*** DATA PROVIDED Section Begins ***
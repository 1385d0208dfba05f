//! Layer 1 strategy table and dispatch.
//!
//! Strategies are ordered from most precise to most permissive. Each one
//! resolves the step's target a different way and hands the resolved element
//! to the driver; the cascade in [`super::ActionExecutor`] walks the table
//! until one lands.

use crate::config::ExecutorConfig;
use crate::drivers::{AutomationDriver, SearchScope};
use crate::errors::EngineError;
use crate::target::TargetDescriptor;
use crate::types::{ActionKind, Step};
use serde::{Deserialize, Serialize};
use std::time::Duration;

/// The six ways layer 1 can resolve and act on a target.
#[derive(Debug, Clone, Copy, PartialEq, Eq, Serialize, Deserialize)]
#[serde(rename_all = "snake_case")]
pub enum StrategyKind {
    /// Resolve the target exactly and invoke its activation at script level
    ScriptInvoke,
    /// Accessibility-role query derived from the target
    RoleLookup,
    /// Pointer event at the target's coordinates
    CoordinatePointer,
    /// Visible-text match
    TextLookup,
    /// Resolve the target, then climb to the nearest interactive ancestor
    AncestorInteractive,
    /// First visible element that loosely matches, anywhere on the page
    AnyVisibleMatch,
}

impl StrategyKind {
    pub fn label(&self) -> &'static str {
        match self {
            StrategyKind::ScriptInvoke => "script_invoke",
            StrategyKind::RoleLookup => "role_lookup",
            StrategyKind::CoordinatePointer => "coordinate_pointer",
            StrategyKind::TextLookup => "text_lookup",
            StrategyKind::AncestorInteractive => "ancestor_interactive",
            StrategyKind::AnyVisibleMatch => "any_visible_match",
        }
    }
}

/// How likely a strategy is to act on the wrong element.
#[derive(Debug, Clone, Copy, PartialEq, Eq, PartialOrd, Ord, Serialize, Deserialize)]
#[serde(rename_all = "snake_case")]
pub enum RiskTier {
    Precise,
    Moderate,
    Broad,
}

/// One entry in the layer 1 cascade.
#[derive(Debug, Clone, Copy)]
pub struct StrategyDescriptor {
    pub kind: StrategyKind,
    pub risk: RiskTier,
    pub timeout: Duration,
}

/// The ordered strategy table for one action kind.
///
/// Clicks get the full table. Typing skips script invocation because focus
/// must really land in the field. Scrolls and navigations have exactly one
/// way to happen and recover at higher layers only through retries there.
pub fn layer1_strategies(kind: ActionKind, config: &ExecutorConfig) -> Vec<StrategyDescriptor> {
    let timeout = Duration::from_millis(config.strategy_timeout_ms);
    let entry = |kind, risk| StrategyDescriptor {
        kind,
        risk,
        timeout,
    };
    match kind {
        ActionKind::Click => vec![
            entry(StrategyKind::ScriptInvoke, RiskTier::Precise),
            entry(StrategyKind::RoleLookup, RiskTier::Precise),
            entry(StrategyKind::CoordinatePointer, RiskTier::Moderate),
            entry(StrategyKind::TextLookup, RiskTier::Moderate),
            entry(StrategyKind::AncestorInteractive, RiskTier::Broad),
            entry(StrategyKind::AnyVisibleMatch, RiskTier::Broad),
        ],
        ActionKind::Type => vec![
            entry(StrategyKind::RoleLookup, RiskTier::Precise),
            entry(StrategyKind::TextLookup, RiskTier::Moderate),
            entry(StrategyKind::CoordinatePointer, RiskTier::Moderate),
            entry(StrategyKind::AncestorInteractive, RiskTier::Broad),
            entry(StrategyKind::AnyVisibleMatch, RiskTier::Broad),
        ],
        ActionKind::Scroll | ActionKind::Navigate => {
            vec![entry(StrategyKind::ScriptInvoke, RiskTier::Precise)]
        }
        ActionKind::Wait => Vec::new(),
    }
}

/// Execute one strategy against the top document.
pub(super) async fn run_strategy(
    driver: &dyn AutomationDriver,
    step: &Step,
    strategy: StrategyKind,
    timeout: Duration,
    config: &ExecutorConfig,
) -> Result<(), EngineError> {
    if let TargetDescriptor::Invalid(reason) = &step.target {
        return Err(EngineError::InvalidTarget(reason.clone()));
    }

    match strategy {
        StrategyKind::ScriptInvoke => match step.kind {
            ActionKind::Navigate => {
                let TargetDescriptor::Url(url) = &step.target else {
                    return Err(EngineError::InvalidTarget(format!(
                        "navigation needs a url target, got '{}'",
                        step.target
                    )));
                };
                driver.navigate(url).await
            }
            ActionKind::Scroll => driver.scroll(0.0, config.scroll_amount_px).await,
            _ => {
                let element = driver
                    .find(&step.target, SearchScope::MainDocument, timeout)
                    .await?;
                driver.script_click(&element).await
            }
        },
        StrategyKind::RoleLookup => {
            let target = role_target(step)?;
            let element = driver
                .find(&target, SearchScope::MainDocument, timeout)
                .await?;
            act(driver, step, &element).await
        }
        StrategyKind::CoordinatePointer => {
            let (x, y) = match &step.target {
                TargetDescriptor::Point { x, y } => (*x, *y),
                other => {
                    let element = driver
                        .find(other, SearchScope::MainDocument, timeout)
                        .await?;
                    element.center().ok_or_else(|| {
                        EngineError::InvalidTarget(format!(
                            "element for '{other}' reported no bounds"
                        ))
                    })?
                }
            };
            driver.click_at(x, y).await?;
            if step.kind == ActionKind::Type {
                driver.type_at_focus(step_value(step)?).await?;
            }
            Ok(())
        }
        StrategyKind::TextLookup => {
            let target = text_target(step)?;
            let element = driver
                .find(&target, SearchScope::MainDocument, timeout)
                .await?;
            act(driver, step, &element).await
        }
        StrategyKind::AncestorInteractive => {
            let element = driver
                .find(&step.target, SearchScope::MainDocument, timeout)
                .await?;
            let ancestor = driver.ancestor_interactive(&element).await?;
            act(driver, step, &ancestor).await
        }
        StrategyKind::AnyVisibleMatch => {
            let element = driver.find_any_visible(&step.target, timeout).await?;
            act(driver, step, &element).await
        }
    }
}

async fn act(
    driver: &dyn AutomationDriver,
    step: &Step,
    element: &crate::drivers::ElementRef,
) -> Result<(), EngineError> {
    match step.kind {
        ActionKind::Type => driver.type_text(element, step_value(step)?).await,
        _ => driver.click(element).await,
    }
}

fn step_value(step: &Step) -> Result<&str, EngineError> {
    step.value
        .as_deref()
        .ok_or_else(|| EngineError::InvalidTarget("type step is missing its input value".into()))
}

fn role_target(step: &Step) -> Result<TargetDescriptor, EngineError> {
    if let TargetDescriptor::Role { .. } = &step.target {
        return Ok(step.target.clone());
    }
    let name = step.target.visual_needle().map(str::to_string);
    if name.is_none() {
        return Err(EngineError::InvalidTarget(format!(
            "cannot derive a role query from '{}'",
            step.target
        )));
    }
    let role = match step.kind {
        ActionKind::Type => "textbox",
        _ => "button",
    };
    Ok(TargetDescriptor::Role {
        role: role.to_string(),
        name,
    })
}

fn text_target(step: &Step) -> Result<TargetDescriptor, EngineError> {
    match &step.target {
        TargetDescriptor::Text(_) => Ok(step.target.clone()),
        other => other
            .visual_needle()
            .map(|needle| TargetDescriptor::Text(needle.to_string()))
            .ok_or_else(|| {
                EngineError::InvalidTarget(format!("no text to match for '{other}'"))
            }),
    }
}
*** DATA PROVIDED Section Ends ***
▶ _ASSIGNED TASK_
The expected output is the lines from the one holding "fn text_target(step: &Step)" through the last line of the data, exactly as they appear, with nothing before or after.

▶ _EXPECTED ANSWER_
fn text_target(step: &Step) -> Result<TargetDescriptor, EngineError> {
    match &step.target {
        TargetDescriptor::Text(_) => Ok(step.target.clone()),
        other => other
            .visual_needle()
            .map(|needle| TargetDescriptor::Text(needle.to_string()))
            .ok_or_else(|| {
                EngineError::InvalidTarget(format!("no text to match for '{other}'"))
            }),
    }
}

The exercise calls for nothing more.